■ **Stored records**

......

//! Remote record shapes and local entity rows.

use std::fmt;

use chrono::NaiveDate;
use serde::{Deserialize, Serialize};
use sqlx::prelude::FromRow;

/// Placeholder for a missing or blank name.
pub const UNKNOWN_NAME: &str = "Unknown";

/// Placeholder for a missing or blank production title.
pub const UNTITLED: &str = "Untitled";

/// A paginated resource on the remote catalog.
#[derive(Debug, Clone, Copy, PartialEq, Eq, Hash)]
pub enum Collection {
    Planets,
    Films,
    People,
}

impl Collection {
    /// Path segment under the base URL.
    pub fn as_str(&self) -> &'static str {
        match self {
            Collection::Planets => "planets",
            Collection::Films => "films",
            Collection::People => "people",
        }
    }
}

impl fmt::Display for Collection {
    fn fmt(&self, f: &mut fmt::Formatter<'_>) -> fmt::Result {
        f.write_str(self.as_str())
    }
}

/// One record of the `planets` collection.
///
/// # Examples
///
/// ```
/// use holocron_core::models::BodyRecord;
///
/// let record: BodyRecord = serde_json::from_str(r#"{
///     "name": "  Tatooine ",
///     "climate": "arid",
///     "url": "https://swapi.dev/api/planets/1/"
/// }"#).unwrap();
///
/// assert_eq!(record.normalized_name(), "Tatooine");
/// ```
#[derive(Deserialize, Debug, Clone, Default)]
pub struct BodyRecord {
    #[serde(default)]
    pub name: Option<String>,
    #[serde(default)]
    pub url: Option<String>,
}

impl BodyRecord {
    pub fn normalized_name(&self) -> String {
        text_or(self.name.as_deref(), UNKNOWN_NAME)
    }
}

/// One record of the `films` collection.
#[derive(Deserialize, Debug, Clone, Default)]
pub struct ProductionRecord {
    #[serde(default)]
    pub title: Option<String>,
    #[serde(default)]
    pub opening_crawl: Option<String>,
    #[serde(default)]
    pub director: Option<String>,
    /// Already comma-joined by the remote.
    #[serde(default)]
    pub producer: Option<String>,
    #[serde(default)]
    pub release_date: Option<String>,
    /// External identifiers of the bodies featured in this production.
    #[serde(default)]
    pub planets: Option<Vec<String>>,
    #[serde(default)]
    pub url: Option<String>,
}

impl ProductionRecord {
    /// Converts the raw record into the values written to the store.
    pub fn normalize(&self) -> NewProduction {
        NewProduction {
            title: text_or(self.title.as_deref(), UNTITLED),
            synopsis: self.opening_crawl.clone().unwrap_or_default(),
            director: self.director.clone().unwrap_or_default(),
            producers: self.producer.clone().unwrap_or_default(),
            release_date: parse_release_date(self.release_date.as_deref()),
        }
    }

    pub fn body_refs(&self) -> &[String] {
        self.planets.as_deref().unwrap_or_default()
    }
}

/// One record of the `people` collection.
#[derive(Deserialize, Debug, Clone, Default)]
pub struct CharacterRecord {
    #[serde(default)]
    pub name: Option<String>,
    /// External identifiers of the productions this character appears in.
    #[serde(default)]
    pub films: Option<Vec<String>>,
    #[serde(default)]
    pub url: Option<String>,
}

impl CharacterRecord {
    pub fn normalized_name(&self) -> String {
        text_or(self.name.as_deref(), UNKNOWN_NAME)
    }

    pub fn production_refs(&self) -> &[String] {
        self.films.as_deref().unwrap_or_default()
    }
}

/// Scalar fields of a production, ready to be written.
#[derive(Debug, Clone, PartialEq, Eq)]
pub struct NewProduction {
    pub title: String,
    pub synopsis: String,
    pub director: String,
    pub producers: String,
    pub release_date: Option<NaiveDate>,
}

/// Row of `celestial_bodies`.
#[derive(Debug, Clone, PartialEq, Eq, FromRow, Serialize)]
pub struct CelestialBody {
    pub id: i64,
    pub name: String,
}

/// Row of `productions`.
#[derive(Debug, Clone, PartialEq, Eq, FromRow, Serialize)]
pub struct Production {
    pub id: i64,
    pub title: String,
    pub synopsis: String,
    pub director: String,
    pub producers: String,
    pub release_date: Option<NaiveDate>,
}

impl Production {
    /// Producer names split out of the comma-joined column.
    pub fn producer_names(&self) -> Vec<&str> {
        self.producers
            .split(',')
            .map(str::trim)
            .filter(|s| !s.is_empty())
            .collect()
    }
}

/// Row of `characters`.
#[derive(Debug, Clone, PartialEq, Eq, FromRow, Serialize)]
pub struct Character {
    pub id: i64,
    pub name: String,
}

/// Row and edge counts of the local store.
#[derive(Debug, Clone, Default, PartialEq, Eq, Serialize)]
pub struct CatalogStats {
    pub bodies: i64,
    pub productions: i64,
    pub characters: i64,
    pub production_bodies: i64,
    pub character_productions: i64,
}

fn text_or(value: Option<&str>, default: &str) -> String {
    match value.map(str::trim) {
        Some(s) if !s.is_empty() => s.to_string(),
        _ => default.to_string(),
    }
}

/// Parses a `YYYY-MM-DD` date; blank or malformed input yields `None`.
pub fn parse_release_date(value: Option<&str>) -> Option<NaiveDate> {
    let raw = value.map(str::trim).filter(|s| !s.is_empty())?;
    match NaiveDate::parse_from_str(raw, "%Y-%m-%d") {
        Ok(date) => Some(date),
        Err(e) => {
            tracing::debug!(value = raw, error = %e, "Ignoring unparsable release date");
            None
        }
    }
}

......

■ **Assignment**
Quote, with nothing altered, all lines from the start of the entries to the line that carries "pub fn as_str(&self)", inclusive.

■ **Response to the exercise**
//! Remote record shapes and local entity rows.

use std::fmt;

use chrono::NaiveDate;
use serde::{Deserialize, Serialize};
use sqlx::prelude::FromRow;

/// Placeholder for a missing or blank name.
pub const UNKNOWN_NAME: &str = "Unknown";

/// Placeholder for a missing or blank production title.
pub const UNTITLED: &str = "Untitled";

/// A paginated resource on the remote catalog.
#[derive(Debug, Clone, Copy, PartialEq, Eq, Hash)]
pub enum Collection {
    Planets,
    Films,
    People,
}

impl Collection {
    /// Path segment under the base URL.
    pub fn as_str(&self) -> &'static str {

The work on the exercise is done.